For the onsite, first 2 rounds were creating an app from given template project. (you will find this question talked about a lot on Glassdoor). I was given 1 hr-40 mins to create this challenge. Even though I had practiced creating somewhat similar app beforehand, I could only finish 1 out of 5 ask (which is the main one, i.e working app). Rest all were small improvements that were optional. I think the focus on this round was simply speed, and I spend a lot of time creating a scalable MVVM architecture and collection view with programmatic UI (instead of storyboards, which would have been much faster).

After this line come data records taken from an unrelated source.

//! Channel state machine.
//!
//! [`RunState`] owns everything a single run accumulates: the active
//! channel, the final report and memory buffers, the incomplete trailing
//! telemetry line and any held-back partial marker. A fresh value is built
//! for every run; nothing here is shared between runs.

use crate::core::{Channel, StreamMarker};
use crate::demux::scanner::{Scan, partial_marker_len, scan};
use crate::demux::sink::RunSink;
use crate::demux::splitter::{SectionMap, split_sections};
use crate::demux::telemetry::{extract_agent, strip_ansi};
use serde::Serialize;
use tracing::{debug, trace};

/// Behaviour switches for a run.
#[derive(Debug, Clone, Copy, Default, PartialEq, Eq)]
pub struct DemuxOptions {
    /// Strip ANSI escape sequences from telemetry lines.
    pub strip_ansi: bool,
}

/// Final state of a run's channels.
#[derive(Debug, Clone, Default, PartialEq, Eq, Serialize)]
pub struct RunSummary {
    /// Channel active when the stream ended.
    pub channel: Channel,
    /// Full final report text.
    pub report: String,
    /// Full memory summary text.
    pub memory: String,
    /// Sections of the final report.
    pub sections: SectionMap,
    /// Number of telemetry lines emitted.
    pub telemetry_lines: usize,
}

/// Per-run demultiplexer state.
///
/// # Examples
///
/// ```
/// use fleetmux::core::{Channel, Section};
/// use fleetmux::demux::machine::RunState;
/// use fleetmux::demux::sink::Dashboard;
///
/// let mut sink = Dashboard::new();
/// let mut state = RunState::new();
/// state.feed("log line 1\n[FINAL_REPORT]# High-Yield Content Analysis\nPoint A", &mut sink);
///
/// assert_eq!(state.channel(), Channel::FinalReport);
/// assert_eq!(state.report(), "# High-Yield Content Analysis\nPoint A");
/// assert_eq!(sink.log(), ["log line 1"]);
/// ```
#[derive(Debug, Clone, Default)]
pub struct RunState {
    options: DemuxOptions,
    channel: Channel,
    report: String,
    memory: String,
    /// Telemetry text after the last newline.
    line_tail: String,
    /// Suffix that may be the start of a marker split across chunks.
    held: String,
    telemetry_lines: usize,
}

impl RunState {
    /// Creates a state on the telemetry channel with default options.
    #[must_use]
    pub fn new() -> Self {
        Self::default()
    }

    /// Creates a state with the given options.
    #[must_use]
    pub fn with_options(options: DemuxOptions) -> Self {
        Self {
            options,
            ..Self::default()
        }
    }

    /// Currently active channel.
    #[must_use]
    pub const fn channel(&self) -> Channel {
        self.channel
    }

    /// Final report text accumulated so far.
    #[must_use]
    pub fn report(&self) -> &str {
        &self.report
    }

    /// Memory summary text accumulated so far.
    #[must_use]
    pub fn memory(&self) -> &str {
        &self.memory
    }

    /// Consumes one decoded chunk.
    ///
    /// A trailing fragment that could begin a marker is held back and
    /// prepended to the next chunk.
    pub fn feed<S: RunSink + ?Sized>(&mut self, chunk: &str, sink: &mut S) {
        trace!(len = chunk.len(), channel = %self.channel, "chunk");

        let mut text = std::mem::take(&mut self.held);
        text.push_str(chunk);

        let keep = partial_marker_len(&text, &StreamMarker::PRIORITY);
        let ready_len = text.len() - keep;
        self.route(&text[..ready_len], sink);
        self.held = text.split_off(ready_len);
    }

    /// Ends the run, flushing held-back text and the telemetry tail.
    pub fn finish<S: RunSink + ?Sized>(mut self, sink: &mut S) -> RunSummary {
        let held = std::mem::take(&mut self.held);
        if !held.is_empty() {
            self.deliver(&held, sink);
        }
        self.flush_line_tail(sink);

        let sections = split_sections(&self.report);
        debug!(
            channel = %self.channel,
            report_len = self.report.len(),
            memory_len = self.memory.len(),
            "run finished"
        );
        RunSummary {
            channel: self.channel,
            report: self.report,
            memory: self.memory,
            sections,
            telemetry_lines: self.telemetry_lines,
        }
    }

    /// Ends a failed run.
    ///
    /// Held-back marker text is dropped and the regions keep their last
    /// render. An incomplete telemetry line already received is still logged.
    pub fn abandon<S: RunSink + ?Sized>(mut self, sink: &mut S) {
        if !self.held.is_empty() {
            trace!(len = self.held.len(), "dropping held-back text");
        }
        if self.channel == Channel::Telemetry {
            self.flush_line_tail(sink);
        }
        debug!(channel = %self.channel, "run abandoned");
    }

    /// Routes one chunk's worth of text.
    ///
    /// At most one marker takes effect per chunk. Text before it goes to the
    /// channel active at that point; everything after it, later marker
    /// tokens included, goes to the new channel unscanned.
    fn route<S: RunSink + ?Sized>(&mut self, text: &str, sink: &mut S) {
        match scan(text, &StreamMarker::PRIORITY) {
            Scan::Passthrough(text) => {
                if !text.is_empty() {
                    self.deliver(text, sink);
                }
            }
            Scan::Marker {
                marker,
                before,
                after,
            } => {
                if !before.is_empty() {
                    self.deliver(before, sink);
                }
                self.transition(marker, sink);
                // A transition renders even when nothing follows it.
                self.deliver(after, sink);
            }
        }
    }

    /// Switches to the marker's channel with an emptied buffer.
    fn transition<S: RunSink + ?Sized>(&mut self, marker: StreamMarker, sink: &mut S) {
        if self.channel == Channel::Telemetry {
            self.flush_line_tail(sink);
        }
        debug!(from = %self.channel, to = %marker.channel(), "channel transition");
        self.channel = marker.channel();
        match self.channel {
            Channel::FinalReport => self.report.clear(),
            Channel::MemorySummary => self.memory.clear(),
            Channel::Telemetry => {}
        }
    }

    /// Hands marker-free text to the active channel's handler.
    fn deliver<S: RunSink + ?Sized>(&mut self, text: &str, sink: &mut S) {
        match self.channel {
            Channel::Telemetry => self.push_telemetry(text, sink),
            Channel::FinalReport => {
                self.report.push_str(text);
                render_report(&self.report, sink);
            }
            Channel::MemorySummary => {
                self.memory.push_str(text);
                if !self.memory.trim().is_empty() {
                    sink.render_memory(&self.memory);
                }
            }
        }
    }

    fn push_telemetry<S: RunSink + ?Sized>(&mut self, text: &str, sink: &mut S) {
        self.line_tail.push_str(text);
        while let Some(pos) = self.line_tail.find('\n') {
            let line: String = self.line_tail.drain(..=pos).collect();
            self.emit_line(&line[..pos], sink);
        }
    }

    fn flush_line_tail<S: RunSink + ?Sized>(&mut self, sink: &mut S) {
        let tail = std::mem::take(&mut self.line_tail);
        self.emit_line(&tail, sink);
    }

    fn emit_line<S: RunSink + ?Sized>(&mut self, raw: &str, sink: &mut S) {
        let line = if self.options.strip_ansi {
            strip_ansi(raw)
        } else {
            raw.into()
        };
        let line = line.trim();
        if line.is_empty() {
            return;
        }
        sink.log_line(line);
        self.telemetry_lines += 1;
        if let Some(agent) = extract_agent(line) {
            sink.active_agent(agent);
        }
    }
}

/// Splits the report and renders every section with content.
fn render_report<S: RunSink + ?Sized>(report: &str, sink: &mut S) {
    let sections = split_sections(report);
    for (section, markdown) in sections.renderable() {
        sink.render_section(section, &markdown);
    }
    sink.enhance();
}

#[cfg(test)]
mod tests {
    use super::*;
    use crate::core::Section;
    use crate::demux::sink::Dashboard;

    fn run(chunks: &[&str]) -> (RunSummary, Dashboard) {
        let mut sink = Dashboard::new();
        let mut state = RunState::new();
        for chunk in chunks {
            state.feed(chunk, &mut sink);
        }
        let summary = state.finish(&mut sink);
        (summary, sink)
    }

    #[test]
    fn test_telemetry_only() {
        let (summary, sink) = run(&["first line\n\n  second line  \n", "third"]);
        assert_eq!(sink.log(), ["first line", "second line", "third"]);
        assert_eq!(summary.channel, Channel::Telemetry);
        assert_eq!(summary.telemetry_lines, 3);
        assert!(summary.report.is_empty());
    }

    #[test]
    fn test_line_split_across_chunks_is_emitted_once() {
        let (_, sink) = run(&["Task st", "arted\nDo", "ne\n"]);
        assert_eq!(sink.log(), ["Task started", "Done"]);
    }

    #[test]
    fn test_marker_in_single_chunk() {
        let (summary, sink) =
            run(&["log line 1\n[FINAL_REPORT]# High-Yield Content Analysis\nPoint A"]);
        assert_eq!(sink.log(), ["log line 1"]);
        assert_eq!(summary.report, "# High-Yield Content Analysis\nPoint A");
        assert_eq!(
            summary.sections.lines(Section::Summary),
            ["# High-Yield Content Analysis", "Point A"]
        );
        assert_eq!(
            sink.section(Section::Summary).markdown(),
            Some("# High-Yield Content Analysis\nPoint A")
        );
    }

    #[test]
    fn test_marker_split_across_chunks() {
        let (summary, sink) = run(&["booting\n[FINAL_", "REPORT]# Study Roadmap\nWeek 1"]);
        assert_eq!(sink.log(), ["booting"]);
        assert_eq!(summary.report, "# Study Roadmap\nWeek 1");
        assert_eq!(summary.channel, Channel::FinalReport);
    }

    #[test]
    fn test_false_partial_marker_is_released() {
        let (summary, sink) = run(&["progress [", "50%]\n", "tail ["]);
        assert_eq!(sink.log(), ["progress [50%]", "tail ["]);
        assert_eq!(summary.channel, Channel::Telemetry);
    }

    #[test]
    fn test_report_accumulates_and_rerenders() {
        let (summary, sink) = run(&[
            "[FINAL_REPORT]\n# Study Roadmap\n",
            "Week 1\n# Practice ",
            "Questions\nQ1",
        ]);
        assert_eq!(summary.report, "\n# Study Roadmap\nWeek 1\n# Practice Questions\nQ1");
        assert_eq!(
            sink.section(Section::Schedule).markdown(),
            Some("# Study Roadmap\nWeek 1")
        );
        assert_eq!(
            sink.section(Section::Quiz).markdown(),
            Some("# Practice Questions\nQ1")
        );
        assert!(sink.render_passes() >= 3);
    }

    #[test]
    fn test_second_marker_in_same_chunk_stays_in_report() {
        let (summary, sink) = run(&[
            "working\n[FINAL_REPORT]\n# Study Roadmap\nDay 1\n[MEMORY_SUMMARY]\nTopic: graphs",
        ]);
        assert_eq!(
            summary.report,
            "\n# Study Roadmap\nDay 1\n[MEMORY_SUMMARY]\nTopic: graphs"
        );
        assert!(summary.memory.is_empty());
        assert_eq!(summary.channel, Channel::FinalReport);
        assert_eq!(sink.memory(), None);
    }

    #[test]
    fn test_repeated_marker_in_same_chunk_is_content() {
        let (summary, sink) = run(&["x[FINAL_REPORT]y[FINAL_REPORT]z"]);
        assert_eq!(sink.log(), ["x"]);
        assert_eq!(summary.report, "y[FINAL_REPORT]z");
    }

    #[test]
    fn test_memory_marker_in_next_chunk_switches() {
        let (summary, sink) = run(&[
            "[FINAL_REPORT]\n# Study Roadmap\nDay 1\n",
            "[MEMORY_SUMMARY]\nTopic: graphs",
        ]);
        assert_eq!(summary.report, "\n# Study Roadmap\nDay 1\n");
        assert_eq!(summary.channel, Channel::MemorySummary);
        assert_eq!(sink.memory(), Some("\nTopic: graphs"));
    }

    #[test]
    fn test_abandon_keeps_last_render() {
        let mut sink = Dashboard::new();
        let mut state = RunState::new();
        state.feed("[FINAL_REPORT]# Study Roadmap\nDay 1 [", &mut sink);
        let passes = sink.render_passes();
        state.abandon(&mut sink);

        assert_eq!(
            sink.section(Section::Schedule).markdown(),
            Some("# Study Roadmap\nDay 1 ")
        );
        assert_eq!(sink.render_passes(), passes);
    }

    #[test]
    fn test_abandon_flushes_telemetry_tail() {
        let mut sink = Dashboard::new();
        let mut state = RunState::new();
        state.feed("Agent: Scout\nhalf a line [FINAL_", &mut sink);
        state.abandon(&mut sink);
        assert_eq!(sink.log(), ["Agent: Scout", "half a line"]);
    }

    #[test]
    fn test_text_before_memory_marker_goes_to_active_channel() {
        let (summary, sink) = run(&["[FINAL_REPORT]# Study Roadmap\n", "Day 2\n[MEMORY_SUMMARY]m"]);
        assert_eq!(summary.report, "# Study Roadmap\nDay 2\n");
        assert!(sink.log().is_empty());
        assert_eq!(summary.memory, "m");
    }

    #[test]
    fn test_final_report_precedence_over_textual_position() {
        let (summary, sink) = run(&["a[MEMORY_SUMMARY]b[FINAL_REPORT]c"]);
        assert_eq!(sink.log(), ["a[MEMORY_SUMMARY]b"]);
        assert_eq!(summary.report, "c");
        assert!(summary.memory.is_empty());
        assert_eq!(summary.channel, Channel::FinalReport);
    }

    #[test]
    fn test_repeated_marker_resets_buffer() {
        let (summary, _) = run(&["[FINAL_REPORT]draft one", "\n[FINAL_REPORT]final"]);
        assert_eq!(summary.report, "final");
    }

    #[test]
    fn test_blank_memory_is_not_rendered() {
        let (summary, sink) = run(&["[MEMORY_SUMMARY]\n   \n"]);
        assert_eq!(summary.memory, "\n   \n");
        assert_eq!(sink.memory(), None);
    }

    #[test]
    fn test_agent_extraction_updates_display() {
        let (_, sink) = run(&["Agent: Researcher-7 started task\nno label\n"]);
        assert_eq!(sink.agent(), Some("Researcher-7 started task"));
        assert_eq!(sink.log().len(), 2);
    }

    #[test]
    fn test_strip_ansi_option() {
        let mut sink = Dashboard::new();
        let mut state = RunState::with_options(DemuxOptions { strip_ansi: true });
        state.feed("\x1B[1m\x1B[95m# Agent:\x1B[00m Planner\n", &mut sink);
        let _ = state.finish(&mut sink);
        assert_eq!(sink.log(), ["# Agent: Planner"]);
        assert_eq!(sink.agent(), Some("Planner"));
    }

    #[test]
    fn test_fallback_summary_rendered_from_unclaimed_prefix() {
        let (_, sink) = run(&["[FINAL_REPORT]Intro text\n# Study Roadmap\nWeek 1 plan"]);
        assert_eq!(sink.section(Section::Summary).markdown(), Some("Intro text"));
        assert_eq!(
            sink.section(Section::Schedule).markdown(),
            Some("# Study Roadmap\nWeek 1 plan")
        );
    }

    #[test]
    fn test_marker_with_nothing_after_still_renders() {
        let (summary, sink) = run(&["[FINAL_REPORT]"]);
        assert_eq!(summary.channel, Channel::FinalReport);
        assert_eq!(sink.render_passes(), 1);
        assert!(sink.section(Section::Summary).is_placeholder());
    }
}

3rd round was Behavioral, and I think the interviewer just wanted to rattle me. The questions started out easy and got intense after few mins. The interviewer seemed least impressed by my answers (or at least that's what his demeanor was). I would recommend being very thoughtful with your words, and prepare for a lot of scenario based questions and examples from your past.

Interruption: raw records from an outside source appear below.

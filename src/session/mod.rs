//! Run lifecycle.
//!
//! A [`Session`] owns the history store and the run configuration. Starting
//! a run hands out an [`ActiveRun`] that mutably borrows the session, so at
//! most one run is active at a time. The active run owns a fresh decoder and
//! [`RunState`]; it is consumed by [`ActiveRun::complete`] or
//! [`ActiveRun::fail`], which both report a [`RunOutcome`].

#[cfg(feature = "stream")]
pub mod stream;

use crate::core::HistoryEntry;
use crate::demux::{DemuxOptions, RunSink, RunState, RunStatus, RunSummary};
use crate::error::{Error, Result, RunError};
use crate::io::{ChunkReader, DEFAULT_CHUNK_SIZE, Utf8StreamDecoder};
use crate::storage::HistoryStore;
use serde::Serialize;
use std::fmt::Display;
use std::io::Read;
use tracing::{debug, info, warn};

/// Agent display while a run starts up.
pub const AGENT_COORDINATING: &str = "Coordinating...";

/// Agent display after a completed run.
pub const AGENT_IDLE: &str = "Fleet Idle";

/// Agent display after a failed run.
pub const AGENT_FAILED: &str = "Failed";

/// Difficulty used when none is given.
pub const DEFAULT_DIFFICULTY: &str = "Intermediate";

/// Study time used when none is given.
pub const DEFAULT_STUDY_TIME: &str = "2 hours";

/// Parameters of one run.
#[derive(Debug, Clone, PartialEq, Eq)]
pub struct RunRequest {
    /// Study topic; must not be blank.
    pub topic: String,
    /// Free-form notes forwarded to the fleet.
    pub notes: String,
    /// Difficulty label.
    pub difficulty: String,
    /// Study time label.
    pub study_time: String,
}

impl RunRequest {
    /// Creates a request with default difficulty and study time.
    pub fn new(topic: impl Into<String>) -> Self {
        Self {
            topic: topic.into(),
            notes: String::new(),
            difficulty: DEFAULT_DIFFICULTY.to_string(),
            study_time: DEFAULT_STUDY_TIME.to_string(),
        }
    }

    /// Sets the notes.
    #[must_use]
    pub fn with_notes(mut self, notes: impl Into<String>) -> Self {
        self.notes = notes.into();
        self
    }

    /// Sets the difficulty label.
    #[must_use]
    pub fn with_difficulty(mut self, difficulty: impl Into<String>) -> Self {
        self.difficulty = difficulty.into();
        self
    }

    /// Sets the study time label.
    #[must_use]
    pub fn with_study_time(mut self, study_time: impl Into<String>) -> Self {
        self.study_time = study_time.into();
        self
    }
}

/// Tunables for runs and history.
#[derive(Debug, Clone, Copy, PartialEq, Eq)]
pub struct RunConfig {
    /// Bytes per read in the synchronous driver.
    pub chunk_size: usize,
    /// Strip ANSI escape sequences from telemetry lines.
    pub strip_ansi: bool,
}

impl Default for RunConfig {
    fn default() -> Self {
        Self {
            chunk_size: DEFAULT_CHUNK_SIZE,
            strip_ansi: false,
        }
    }
}

impl RunConfig {
    /// Checks that every value is usable.
    ///
    /// # Errors
    ///
    /// Returns [`Error::Config`] for a zero chunk size.
    pub fn validate(&self) -> Result<()> {
        if self.chunk_size == 0 {
            return Err(Error::config("chunk size must be greater than zero"));
        }
        Ok(())
    }

    /// Demultiplexer options derived from this configuration.
    #[must_use]
    pub const fn demux_options(&self) -> DemuxOptions {
        DemuxOptions {
            strip_ansi: self.strip_ansi,
        }
    }
}

/// How a run ended.
#[derive(Debug, Clone, PartialEq, Eq, Serialize)]
#[serde(tag = "outcome", rename_all = "snake_case")]
pub enum RunOutcome {
    /// The stream ended normally and the run was recorded.
    Completed(RunSummary),
    /// The run was abandoned.
    Failed {
        /// Message shown to the user.
        error: String,
    },
}

impl RunOutcome {
    /// Whether the run completed.
    #[must_use]
    pub const fn is_completed(&self) -> bool {
        matches!(self, Self::Completed(_))
    }

    /// Summary of a completed run.
    #[must_use]
    pub const fn summary(&self) -> Option<&RunSummary> {
        match self {
            Self::Completed(summary) => Some(summary),
            Self::Failed { .. } => None,
        }
    }
}

/// Owner of the history store; starts runs one at a time.
///
/// # Examples
///
/// ```
/// use fleetmux::demux::Dashboard;
/// use fleetmux::session::{RunRequest, Session};
/// use fleetmux::storage::{HistoryStore, MemoryHistory};
///
/// let mut session = Session::new(MemoryHistory::new());
/// let mut dashboard = Dashboard::new();
///
/// let input = "Agent: Planner\n[FINAL_REPORT]# Study Roadmap\nWeek 1".as_bytes();
/// let outcome = session
///     .run(RunRequest::new("Graph theory"), input, &mut dashboard)
///     .unwrap();
///
/// assert!(outcome.is_completed());
/// assert_eq!(session.history().get(0).unwrap().topic, "Graph theory");
/// ```
#[derive(Debug)]
pub struct Session<H> {
    history: H,
    config: RunConfig,
}

impl<H: HistoryStore> Session<H> {
    /// Creates a session with the default configuration.
    pub fn new(history: H) -> Self {
        Self {
            history,
            config: RunConfig::default(),
        }
    }

    /// Creates a session with a validated configuration.
    ///
    /// # Errors
    ///
    /// Returns [`Error::Config`] if the configuration is invalid.
    pub fn with_config(history: H, config: RunConfig) -> Result<Self> {
        config.validate()?;
        Ok(Self { history, config })
    }

    /// Active configuration.
    pub const fn config(&self) -> &RunConfig {
        &self.config
    }

    /// History store.
    pub const fn history(&self) -> &H {
        &self.history
    }

    /// Starts a run, resetting the sink and logging the mission preamble.
    ///
    /// # Errors
    ///
    /// Returns [`RunError::EmptyTopic`] for a blank topic. The sink is not
    /// touched in that case.
    pub fn start<S: RunSink>(
        &mut self,
        request: RunRequest,
        mut sink: S,
    ) -> Result<ActiveRun<'_, H, S>> {
        let topic = request.topic.trim();
        if topic.is_empty() {
            return Err(RunError::EmptyTopic.into());
        }
        let request = RunRequest {
            topic: topic.to_string(),
            ..request
        };

        debug!(
            topic = %request.topic,
            difficulty = %request.difficulty,
            notes_len = request.notes.len(),
            "run started"
        );

        sink.reset();
        sink.status(RunStatus::Active);
        sink.active_agent(AGENT_COORDINATING);
        sink.log_line(&format!(
            "MISSION INITIATED: {}",
            request.topic.to_uppercase()
        ));
        sink.log_line(&format!("DIFFICULTY: {}", request.difficulty));
        sink.log_line("DEPLOYING: Multi-Agent Fleet...");

        let state = RunState::with_options(self.config.demux_options());
        Ok(ActiveRun {
            session: self,
            request,
            sink,
            state,
            decoder: Utf8StreamDecoder::new(),
            chunks: 0,
        })
    }

    /// Runs to completion over a blocking reader.
    ///
    /// Reads `chunk_size` bytes at a time. A read error fails the run.
    ///
    /// # Errors
    ///
    /// Returns [`RunError::EmptyTopic`] for a blank topic. Failures after
    /// the run started are reported as [`RunOutcome::Failed`].
    pub fn run<R: Read, S: RunSink>(
        &mut self,
        request: RunRequest,
        input: R,
        sink: S,
    ) -> Result<RunOutcome> {
        let chunk_size = self.config.chunk_size;
        let mut run = self.start(request, sink)?;
        for chunk in ChunkReader::new(input, chunk_size) {
            match chunk {
                Ok(bytes) => run.push_bytes(&bytes),
                Err(e) => {
                    return Ok(run.fail(RunError::Transport {
                        reason: e.to_string(),
                    }));
                }
            }
        }
        Ok(run.complete())
    }
}

/// A run in progress.
///
/// Holds the session borrow for its whole lifetime. Dropping it without
/// calling [`ActiveRun::complete`] or [`ActiveRun::fail`] abandons the run
/// silently.
#[derive(Debug)]
pub struct ActiveRun<'s, H, S> {
    session: &'s mut Session<H>,
    request: RunRequest,
    sink: S,
    state: RunState,
    decoder: Utf8StreamDecoder,
    chunks: usize,
}

impl<H: HistoryStore, S: RunSink> ActiveRun<'_, H, S> {
    /// Request this run was started with (topic trimmed).
    pub const fn request(&self) -> &RunRequest {
        &self.request
    }

    /// Demultiplexer state so far.
    pub const fn state(&self) -> &RunState {
        &self.state
    }

    /// Number of chunks consumed.
    pub const fn chunks(&self) -> usize {
        self.chunks
    }

    /// Consumes one raw byte chunk.
    pub fn push_bytes(&mut self, bytes: &[u8]) {
        self.chunks += 1;
        let text = self.decoder.decode(bytes);
        if !text.is_empty() {
            self.state.feed(&text, &mut self.sink);
        }
    }

    /// Consumes one already-decoded chunk.
    pub fn push_str(&mut self, text: &str) {
        self.chunks += 1;
        self.state.feed(text, &mut self.sink);
    }

    /// Ends the run normally and records it in history.
    ///
    /// A history write failure turns the run into a failed one.
    pub fn complete(self) -> RunOutcome {
        let Self {
            session,
            request,
            mut sink,
            state,
            decoder,
            chunks,
        } = self;
        let summary = drain(state, decoder, &mut sink);

        let entry = HistoryEntry::new(
            request.topic.clone(),
            summary.report.clone(),
            request.difficulty,
            request.study_time,
        );
        if let Err(e) = session.history.push(entry) {
            return report_failure(&mut sink, &e);
        }

        sink.status(RunStatus::Complete);
        sink.active_agent(AGENT_IDLE);
        info!(
            topic = %request.topic,
            chunks,
            report_len = summary.report.len(),
            telemetry_lines = summary.telemetry_lines,
            "run completed"
        );
        RunOutcome::Completed(summary)
    }

    /// Abandons the run with an error.
    ///
    /// Regions keep what was last rendered; undecoded bytes and held-back
    /// marker text are dropped. Nothing is saved.
    pub fn fail(self, error: impl Display) -> RunOutcome {
        let Self {
            mut sink,
            state,
            decoder,
            ..
        } = self;
        if decoder.pending() > 0 {
            debug!(bytes = decoder.pending(), "dropping undecoded bytes");
        }
        state.abandon(&mut sink);
        report_failure(&mut sink, &error)
    }
}

/// Flushes the decoder and demultiplexer into the sink.
fn drain<S: RunSink>(
    mut state: RunState,
    mut decoder: Utf8StreamDecoder,
    sink: &mut S,
) -> RunSummary {
    let tail = decoder.finish();
    if !tail.is_empty() {
        state.feed(&tail, sink);
    }
    state.finish(sink)
}

fn report_failure<S: RunSink>(sink: &mut S, error: &dyn Display) -> RunOutcome {
    warn!(%error, "run failed");
    sink.log_line(&format!("ERROR: {error}"));
    sink.status(RunStatus::Failed);
    sink.active_agent(AGENT_FAILED);
    RunOutcome::Failed {
        error: error.to_string(),
    }
}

last round was system design, and probably my best round. Question was focused on implementing one of the component on Instacart platform, and the scope was just Client + API + Database schema/Data models. Be prepared to take some decisions by your self rather than asking the interviewer, and write down as much as possible.
finally got 15 mins with a random developer from Instacart (not even from my team or org) for me to ask questions about anything. Didn't really understand the point of this round, Would have preferred this 15 mins with the hiring manager or someone from my team. Overall, it was a decent interview experience, difficulty level was easy in my opinion. I wasn't very sure about the offer since I could only finish 1 out of 5 asked tasks, and I don't think they focus was more on the architecture.
My recommendation:
1) compromise on your preferred way of doing things (use storyboards if that helps with the speed), choose simple UI controls (stack view instead of collection view), focus on scalability later on (put down comments rather than actually implementing it)
2) Prepare well with Behavioral in terms of multiple experiences from the past showing your strength, not just one or two.
3) Since the interviews are easy level, most of the candidates will meet the bar, so no room for screwing up any round.